Copy-Paste from a Previous Document
Many users simply keep ° in a text snippet tool or clipboard history. If you enable Clipboard History (Win + V), you can store frequently used symbols and paste them instantly.
How to Type the Degree Symbol on Mac
Mac makes this straightforward with a keyboard shortcut:
Option + Shift + 8 = °
This works system-wide in virtually every macOS app — word processors, browsers, email, terminal, everywhere. It's the fastest method if you're on a Mac and use it regularly.
Alternatively, open the Character Viewer with Control + Command + Space, search for "degree," and insert from there.
How to Type the Degree Symbol on iPhone or iPad 📱
On iOS:
- Open the keyboard
- Press and hold the zero (0) key
- A popup appears with the degree symbol (°)
- Slide to select it
This is the intended method on iOS and works in any text field. There's no need to install anything or change keyboard settings.

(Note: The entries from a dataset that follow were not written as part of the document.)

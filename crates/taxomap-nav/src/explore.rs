//! Hierarchy traversal from a class or concept.

use crate::search::node_labels;
use serde::Serialize;
use std::collections::{HashSet, VecDeque};
use taxomap_core::graph::{RdfGraph, Term, local_name};
use taxomap_core::vocab;

/// Traversal direction.
#[derive(Debug, Clone, Copy, PartialEq, Eq)]
pub enum Direction {
    /// Towards broader nodes (superclasses, `skos:broader`).
    Upstream,
    /// Towards narrower nodes (subclasses, `skos:narrower`).
    Downstream,
    Both,
}

impl std::str::FromStr for Direction {
    type Err = String;

    fn from_str(s: &str) -> Result<Self, Self::Err> {
        match s.to_ascii_lowercase().as_str() {
            "up" | "upstream" => Ok(Self::Upstream),
            "down" | "downstream" => Ok(Self::Downstream),
            "both" => Ok(Self::Both),
            other => Err(format!(
                "unknown direction `{other}` (expected upstream, downstream or both)"
            )),
        }
    }
}

/// Which hierarchy a traversal follows, picked from the start node's type.
#[derive(Debug, Clone, Copy, PartialEq, Eq, Serialize)]
#[serde(rename_all = "snake_case")]
pub enum Hierarchy {
    /// `rdfs:subClassOf`
    Class,
    /// `skos:broader` / `skos:narrower`
    Skos,
}

/// A node in the traversal result tree.
#[derive(Debug, Clone, Serialize)]
pub struct TraversalNode {
    pub iri: String,
    pub label: String,
    /// How this node relates to its parent in the tree, e.g. "superclass".
    #[serde(skip_serializing_if = "Option::is_none")]
    pub relation: Option<&'static str>,
    pub depth: usize,
    #[serde(skip_serializing_if = "Vec::is_empty")]
    pub children: Vec<TraversalNode>,
}

/// BFS from `start_iri` up to `max_depth` levels; each node appears once.
/// Returns `None` when the graph says nothing about the start node.
pub fn explore(
    graph: &RdfGraph,
    start_iri: &str,
    direction: Direction,
    max_depth: usize,
) -> Option<TraversalNode> {
    let start = Term::iri(start_iri);
    if !graph.describes(&start) && graph.sub_classes(&start).is_empty() {
        return None;
    }
    let hierarchy = if graph.has_type(&start, vocab::SKOS_CONCEPT) {
        Hierarchy::Skos
    } else {
        Hierarchy::Class
    };

    let mut root = TraversalNode {
        iri: start_iri.to_string(),
        label: display_label(graph, &start),
        relation: None,
        depth: 0,
        children: Vec::new(),
    };

    let mut visited: HashSet<Term> = HashSet::from([start.clone()]);
    let mut queue: VecDeque<(Term, usize, Vec<usize>)> = VecDeque::new();
    queue.push_back((start, 0, Vec::new()));

    while let Some((current, depth, path_indices)) = queue.pop_front() {
        if depth >= max_depth {
            continue;
        }

        for (neighbor, relation) in neighbors(graph, &current, hierarchy, direction) {
            if !visited.insert(neighbor.clone()) {
                continue;
            }
            let Some(iri) = neighbor.as_iri() else {
                continue;
            };

            let child = TraversalNode {
                iri: iri.to_string(),
                label: display_label(graph, &neighbor),
                relation: Some(relation),
                depth: depth + 1,
                children: Vec::new(),
            };
            insert_child(&mut root, &path_indices, child);

            let mut new_path = path_indices.clone();
            new_path.push(get_child_count(&root, &path_indices) - 1);
            queue.push_back((neighbor, depth + 1, new_path));
        }
    }

    Some(root)
}

fn neighbors(
    graph: &RdfGraph,
    node: &Term,
    hierarchy: Hierarchy,
    direction: Direction,
) -> Vec<(Term, &'static str)> {
    let mut out: Vec<(Term, &'static str)> = Vec::new();
    let up = matches!(direction, Direction::Upstream | Direction::Both);
    let down = matches!(direction, Direction::Downstream | Direction::Both);

    match hierarchy {
        Hierarchy::Class => {
            if up {
                out.extend(
                    graph
                        .objects(node, vocab::RDFS_SUBCLASS_OF)
                        .filter(|t| t.as_iri().is_some())
                        .map(|t| (t.clone(), "superclass")),
                );
            }
            if down {
                out.extend(
                    graph
                        .sub_classes(node)
                        .into_iter()
                        .map(|t| (t.clone(), "subclass")),
                );
            }
        }
        Hierarchy::Skos => {
            if up {
                out.extend(
                    graph
                        .objects(node, vocab::SKOS_BROADER)
                        .chain(graph.subjects(vocab::SKOS_NARROWER, node))
                        .map(|t| (t.clone(), "broader")),
                );
            }
            if down {
                out.extend(
                    graph
                        .objects(node, vocab::SKOS_NARROWER)
                        .chain(graph.subjects(vocab::SKOS_BROADER, node))
                        .map(|t| (t.clone(), "narrower")),
                );
            }
        }
    }
    out
}

/// First label, or the IRI's local name.
pub fn display_label(graph: &RdfGraph, node: &Term) -> String {
    node_labels(graph, node)
        .into_iter()
        .next()
        .unwrap_or_else(|| local_name(node.lexical()).to_string())
}

fn insert_child(root: &mut TraversalNode, path: &[usize], child: TraversalNode) {
    if path.is_empty() {
        root.children.push(child);
        return;
    }

    if let Some(node) = root.children.get_mut(path[0]) {
        insert_child(node, &path[1..], child);
    }
}

fn get_child_count(root: &TraversalNode, path: &[usize]) -> usize {
    if path.is_empty() {
        return root.children.len();
    }

    if let Some(node) = root.children.get(path[0]) {
        get_child_count(node, &path[1..])
    } else {
        0
    }
}

/// Format a traversal result as an indented tree string.
pub fn format_tree(node: &TraversalNode) -> String {
    format_tree_inner(node, 0, false)
}

fn format_tree_inner(node: &TraversalNode, indent: usize, is_last: bool) -> String {
    let mut output = String::new();
    let prefix = "  ".repeat(indent);

    if indent == 0 {
        output.push_str(&format!("{} <{}>\n", node.label, node.iri));
    } else {
        let connector = if is_last { "└──" } else { "├──" };
        output.push_str(&format!(
            "{}{} {}: {} <{}>\n",
            prefix,
            connector,
            node.relation.unwrap_or(""),
            node.label,
            node.iri
        ));
    }

    let child_count = node.children.len();
    for (i, child) in node.children.iter().enumerate() {
        output.push_str(&format_tree_inner(child, indent + 1, i == child_count - 1));
    }

    output
}

#[cfg(test)]
mod tests {
    use super::*;
    use taxomap_core::graph::Triple;

    fn sub(graph: &mut RdfGraph, child: &str, parent: &str) {
        graph.insert(Triple::new(
            Term::iri(child),
            vocab::RDFS_SUBCLASS_OF,
            Term::iri(parent),
        ));
    }

    fn chain() -> RdfGraph {
        let mut g = RdfGraph::new();
        sub(&mut g, "http://e.org/Grant", "http://e.org/Fraud");
        sub(&mut g, "http://e.org/Fraud", "http://e.org/Activity");
        sub(&mut g, "http://e.org/Loan", "http://e.org/Fraud");
        g.insert(Triple::new(
            Term::iri("http://e.org/Fraud"),
            vocab::RDFS_LABEL,
            Term::literal("Fraud"),
        ));
        g
    }

    #[test]
    fn test_upstream_follows_superclasses() {
        let tree = explore(&chain(), "http://e.org/Grant", Direction::Upstream, 5).unwrap();
        assert_eq!(tree.children.len(), 1);
        assert_eq!(tree.children[0].label, "Fraud");
        assert_eq!(tree.children[0].relation, Some("superclass"));
        assert_eq!(tree.children[0].children[0].iri, "http://e.org/Activity");
    }

    #[test]
    fn test_downstream_depth_limit() {
        let tree = explore(&chain(), "http://e.org/Activity", Direction::Downstream, 1).unwrap();
        assert_eq!(tree.children.len(), 1);
        assert!(tree.children[0].children.is_empty());

        let deep = explore(&chain(), "http://e.org/Activity", Direction::Downstream, 2).unwrap();
        assert_eq!(deep.children[0].children.len(), 2);
    }

    #[test]
    fn test_both_visits_each_node_once() {
        let tree = explore(&chain(), "http://e.org/Fraud", Direction::Both, 3).unwrap();
        let iris: Vec<&str> = tree.children.iter().map(|c| c.iri.as_str()).collect();
        assert_eq!(iris, vec![
                "http://e.org/Activity",
                "http://e.org/Grant",
                "http://e.org/Loan"
            ]);
        assert!(tree.children.iter().all(|c| c.children.is_empty()));
    }

    #[test]
    fn test_unknown_start() {
        assert!(explore(&chain(), "http://e.org/Nothing", Direction::Both, 3).is_none());
    }

    #[test]
    fn test_skos_hierarchy() {
        let mut g = RdfGraph::new();
        for iri in ["t:Fraud", "t:Grant"] {
            g.insert(Triple::new(
                Term::iri(iri),
                vocab::RDF_TYPE,
                Term::iri(vocab::SKOS_CONCEPT),
            ));
        }
        g.insert(Triple::new(
            Term::iri("t:Grant"),
            vocab::SKOS_BROADER,
            Term::iri("t:Fraud"),
        ));
        let tree = explore(&g, "t:Fraud", Direction::Downstream, 2).unwrap();
        assert_eq!(tree.children[0].iri, "t:Grant");
        assert_eq!(tree.children[0].relation, Some("narrower"));
    }

    #[test]
    fn test_format_tree_connectors() {
        let tree = explore(&chain(), "http://e.org/Activity", Direction::Downstream, 2).unwrap();
        let text = format_tree(&tree);
        assert!(text.starts_with("Activity <http://e.org/Activity>\n"));
        assert!(text.contains("└── subclass: Fraud <http://e.org/Fraud>"));
        assert!(text.contains("├── subclass: Grant <http://e.org/Grant>"));
        assert!(text.contains("└── subclass: Loan <http://e.org/Loan>"));
    }
}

How to Type the Degree Symbol on Android
Android behavior varies more by manufacturer and keyboard app.
On most stock Android keyboards:
- Switch to the numbers view (tap "123")
- Long-press the zero (0) key
- The degree symbol should appear as an option
On Gboard (Google's keyboard), this method works consistently. On Samsung's default keyboard or third-party apps like SwiftKey, the location may differ slightly — some place ° in the symbols menu (#+=) rather than on the zero key.
How to Type the Degree Symbol in Specific Applications
| Environment | Method |
|---|---|
| Microsoft Word | Insert → Symbol → find ° / or use Alt+0176 |
| Google Docs | Insert → Special Characters → search "degree" |
| Excel | Alt+0176 or paste via Character Map |
| HTML | Use ° or ° |
| LaTeX | Use ^circ or the gensymb package with degree |
| Python / code | Use Unicode escape u00b0 |
HTML and coding environments deserve special attention — pasting a visual ° into source code is technically fine in UTF-8 files, but using the explicit escape is more portable and readable in collaborative codebases.
Why the "Right" Method Varies by Setup 🔧
Here's where individual setup matters more than any single recommendation:
Keyboard type is the first variable. A full-size desktop keyboard with a numpad makes Alt codes viable. A compact 65% mechanical keyboard, a laptop keyboard, or a Bluetooth travel keyboard may not have a numpad at all — making the same method completely unavailable.
Operating system changes everything. Windows, macOS, iOS, Android, and Linux each handle character input differently, and shortcuts that work perfectly on one platform don't exist on another.
Application context adds another layer. A shortcut that inserts ° into a Word document may do nothing in a browser text field, a terminal window, or a design app like Figma or Illustrator.
Frequency of use shapes which method is worth learning. Someone who types temperatures dozens of times daily will benefit from memorizing Option+Shift+8 on Mac or setting up a text replacement rule. Someone who needs ° once a month is better served by copy-paste.
Text replacement or macro tools — apps like AutoHotkey (Windows), Keyboard Maestro (Mac), or built-in text replacement in iOS/Android settings — let you type a short trigger like deg and have it automatically expand to °. This approach is invisible once configured, and works across every app on your device.
The same symbol, multiple valid paths. Which one actually fits depends on the keyboard in front of you, the software you're working in, and how often the need comes up.